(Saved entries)
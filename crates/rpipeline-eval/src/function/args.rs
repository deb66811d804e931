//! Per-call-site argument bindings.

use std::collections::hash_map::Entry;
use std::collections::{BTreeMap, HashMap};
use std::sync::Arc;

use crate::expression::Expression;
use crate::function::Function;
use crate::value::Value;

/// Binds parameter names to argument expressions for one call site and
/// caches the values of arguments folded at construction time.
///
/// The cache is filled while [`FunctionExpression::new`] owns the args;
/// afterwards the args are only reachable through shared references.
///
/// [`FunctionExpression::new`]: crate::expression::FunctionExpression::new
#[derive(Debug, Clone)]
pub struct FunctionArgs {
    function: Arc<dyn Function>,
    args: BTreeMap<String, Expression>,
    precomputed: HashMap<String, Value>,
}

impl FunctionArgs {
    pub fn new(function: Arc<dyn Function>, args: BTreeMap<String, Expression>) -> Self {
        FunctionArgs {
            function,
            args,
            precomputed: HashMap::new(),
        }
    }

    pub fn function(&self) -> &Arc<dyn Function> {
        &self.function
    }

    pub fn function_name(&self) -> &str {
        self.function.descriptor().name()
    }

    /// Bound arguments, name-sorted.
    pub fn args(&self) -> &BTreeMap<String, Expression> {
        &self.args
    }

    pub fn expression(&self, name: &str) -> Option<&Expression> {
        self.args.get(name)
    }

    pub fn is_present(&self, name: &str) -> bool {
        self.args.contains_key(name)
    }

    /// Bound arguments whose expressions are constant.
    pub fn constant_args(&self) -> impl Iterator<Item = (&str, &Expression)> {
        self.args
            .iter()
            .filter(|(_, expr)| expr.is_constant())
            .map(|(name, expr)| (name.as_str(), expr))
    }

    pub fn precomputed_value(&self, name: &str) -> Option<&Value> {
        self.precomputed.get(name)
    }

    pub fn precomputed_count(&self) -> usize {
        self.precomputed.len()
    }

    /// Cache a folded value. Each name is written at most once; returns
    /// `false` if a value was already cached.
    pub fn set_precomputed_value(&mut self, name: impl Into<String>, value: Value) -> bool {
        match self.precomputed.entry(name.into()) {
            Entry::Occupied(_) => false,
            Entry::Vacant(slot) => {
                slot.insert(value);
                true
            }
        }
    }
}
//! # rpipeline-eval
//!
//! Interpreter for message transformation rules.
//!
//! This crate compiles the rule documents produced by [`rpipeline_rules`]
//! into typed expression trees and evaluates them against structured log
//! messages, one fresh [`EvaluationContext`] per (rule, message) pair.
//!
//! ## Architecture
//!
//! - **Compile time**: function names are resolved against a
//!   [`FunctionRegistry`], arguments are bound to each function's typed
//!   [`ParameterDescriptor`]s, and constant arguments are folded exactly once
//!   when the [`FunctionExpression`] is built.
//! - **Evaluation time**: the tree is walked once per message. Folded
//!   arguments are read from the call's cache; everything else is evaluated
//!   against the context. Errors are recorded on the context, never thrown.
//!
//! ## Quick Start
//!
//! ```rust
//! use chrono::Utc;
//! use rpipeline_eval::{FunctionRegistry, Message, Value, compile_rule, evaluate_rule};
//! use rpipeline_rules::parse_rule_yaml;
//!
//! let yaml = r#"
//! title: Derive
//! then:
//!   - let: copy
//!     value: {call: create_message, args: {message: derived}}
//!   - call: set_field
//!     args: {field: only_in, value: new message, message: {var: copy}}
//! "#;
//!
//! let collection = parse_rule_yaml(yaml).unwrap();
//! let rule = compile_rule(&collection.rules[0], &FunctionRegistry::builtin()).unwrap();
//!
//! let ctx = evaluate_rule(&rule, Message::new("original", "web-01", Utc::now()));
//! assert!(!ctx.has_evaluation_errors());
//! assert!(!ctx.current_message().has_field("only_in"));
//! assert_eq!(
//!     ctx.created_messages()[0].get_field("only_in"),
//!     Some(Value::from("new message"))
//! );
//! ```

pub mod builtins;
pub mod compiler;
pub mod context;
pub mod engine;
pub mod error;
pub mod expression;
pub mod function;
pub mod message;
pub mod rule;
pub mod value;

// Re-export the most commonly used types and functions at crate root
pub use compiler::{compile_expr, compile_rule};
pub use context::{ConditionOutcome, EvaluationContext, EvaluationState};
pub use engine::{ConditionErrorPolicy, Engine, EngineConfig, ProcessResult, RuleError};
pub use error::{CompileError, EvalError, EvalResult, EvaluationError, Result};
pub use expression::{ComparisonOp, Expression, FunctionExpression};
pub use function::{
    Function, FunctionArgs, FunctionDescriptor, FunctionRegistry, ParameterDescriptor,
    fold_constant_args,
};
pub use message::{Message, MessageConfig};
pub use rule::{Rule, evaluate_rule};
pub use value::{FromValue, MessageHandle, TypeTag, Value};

● **Exercise directions**: The records above should be restated word for word, please.

● **Task solution**:
filename crates/rpipeline-eval/src/function/args.rs
repository deb66811d804e931
//! Per-call-site argument bindings.

use std::collections::hash_map::Entry;
use std::collections::{BTreeMap, HashMap};
use std::sync::Arc;

use crate::expression::Expression;
use crate::function::Function;
use crate::value::Value;

/// Binds parameter names to argument expressions for one call site and
/// caches the values of arguments folded at construction time.
///
/// The cache is filled while [`FunctionExpression::new`] owns the args;
/// afterwards the args are only reachable through shared references.
///
/// [`FunctionExpression::new`]: crate::expression::FunctionExpression::new
#[derive(Debug, Clone)]
pub struct FunctionArgs {
    function: Arc<dyn Function>,
    args: BTreeMap<String, Expression>,
    precomputed: HashMap<String, Value>,
}

impl FunctionArgs {
    pub fn new(function: Arc<dyn Function>, args: BTreeMap<String, Expression>) -> Self {
        FunctionArgs {
            function,
            args,
            precomputed: HashMap::new(),
        }
    }

    pub fn function(&self) -> &Arc<dyn Function> {
        &self.function
    }

    pub fn function_name(&self) -> &str {
        self.function.descriptor().name()
    }

    /// Bound arguments, name-sorted.
    pub fn args(&self) -> &BTreeMap<String, Expression> {
        &self.args
    }

    pub fn expression(&self, name: &str) -> Option<&Expression> {
        self.args.get(name)
    }

    pub fn is_present(&self, name: &str) -> bool {
        self.args.contains_key(name)
    }

    /// Bound arguments whose expressions are constant.
    pub fn constant_args(&self) -> impl Iterator<Item = (&str, &Expression)> {
        self.args
            .iter()
            .filter(|(_, expr)| expr.is_constant())
            .map(|(name, expr)| (name.as_str(), expr))
    }

    pub fn precomputed_value(&self, name: &str) -> Option<&Value> {
        self.precomputed.get(name)
    }

    pub fn precomputed_count(&self) -> usize {
        self.precomputed.len()
    }

    /// Cache a folded value. Each name is written at most once; returns
    /// `false` if a value was already cached.
    pub fn set_precomputed_value(&mut self, name: impl Into<String>, value: Value) -> bool {
        match self.precomputed.entry(name.into()) {
            Entry::Occupied(_) => false,
            Entry::Vacant(slot) => {
                slot.insert(value);
                true
            }
        }
    }
}
//! # rpipeline-eval
//!
//! Interpreter for message transformation rules.
//!
//! This crate compiles the rule documents produced by [`rpipeline_rules`]
//! into typed expression trees and evaluates them against structured log
//! messages, one fresh [`EvaluationContext`] per (rule, message) pair.
//!
//! ## Architecture
//!
//! - **Compile time**: function names are resolved against a
//!   [`FunctionRegistry`], arguments are bound to each function's typed
//!   [`ParameterDescriptor`]s, and constant arguments are folded exactly once
//!   when the [`FunctionExpression`] is built.
//! - **Evaluation time**: the tree is walked once per message. Folded
//!   arguments are read from the call's cache; everything else is evaluated
//!   against the context. Errors are recorded on the context, never thrown.
//!
//! ## Quick Start
//!
//! ```rust
//! use chrono::Utc;
//! use rpipeline_eval::{FunctionRegistry, Message, Value, compile_rule, evaluate_rule};
//! use rpipeline_rules::parse_rule_yaml;
//!
//! let yaml = r#"
//! title: Derive
//! then:
//!   - let: copy
//!     value: {call: create_message, args: {message: derived}}
//!   - call: set_field
//!     args: {field: only_in, value: new message, message: {var: copy}}
//! "#;
//!
//! let collection = parse_rule_yaml(yaml).unwrap();
//! let rule = compile_rule(&collection.rules[0], &FunctionRegistry::builtin()).unwrap();
//!
//! let ctx = evaluate_rule(&rule, Message::new("original", "web-01", Utc::now()));
//! assert!(!ctx.has_evaluation_errors());
//! assert!(!ctx.current_message().has_field("only_in"));
//! assert_eq!(
//!     ctx.created_messages()[0].get_field("only_in"),
//!     Some(Value::from("new message"))
//! );
//! ```

pub mod builtins;
pub mod compiler;
pub mod context;
pub mod engine;
pub mod error;
pub mod expression;
pub mod function;
pub mod message;
pub mod rule;
pub mod value;

// Re-export the most commonly used types and functions at crate root
pub use compiler::{compile_expr, compile_rule};
pub use context::{ConditionOutcome, EvaluationContext, EvaluationState};
pub use engine::{ConditionErrorPolicy, Engine, EngineConfig, ProcessResult, RuleError};
pub use error::{CompileError, EvalError, EvalResult, EvaluationError, Result};
pub use expression::{ComparisonOp, Expression, FunctionExpression};
pub use function::{
    Function, FunctionArgs, FunctionDescriptor, FunctionRegistry, ParameterDescriptor,
    fold_constant_args,
};
pub use message::{Message, MessageConfig};
pub use rule::{Rule, evaluate_rule};
pub use value::{FromValue, MessageHandle, TypeTag, Value};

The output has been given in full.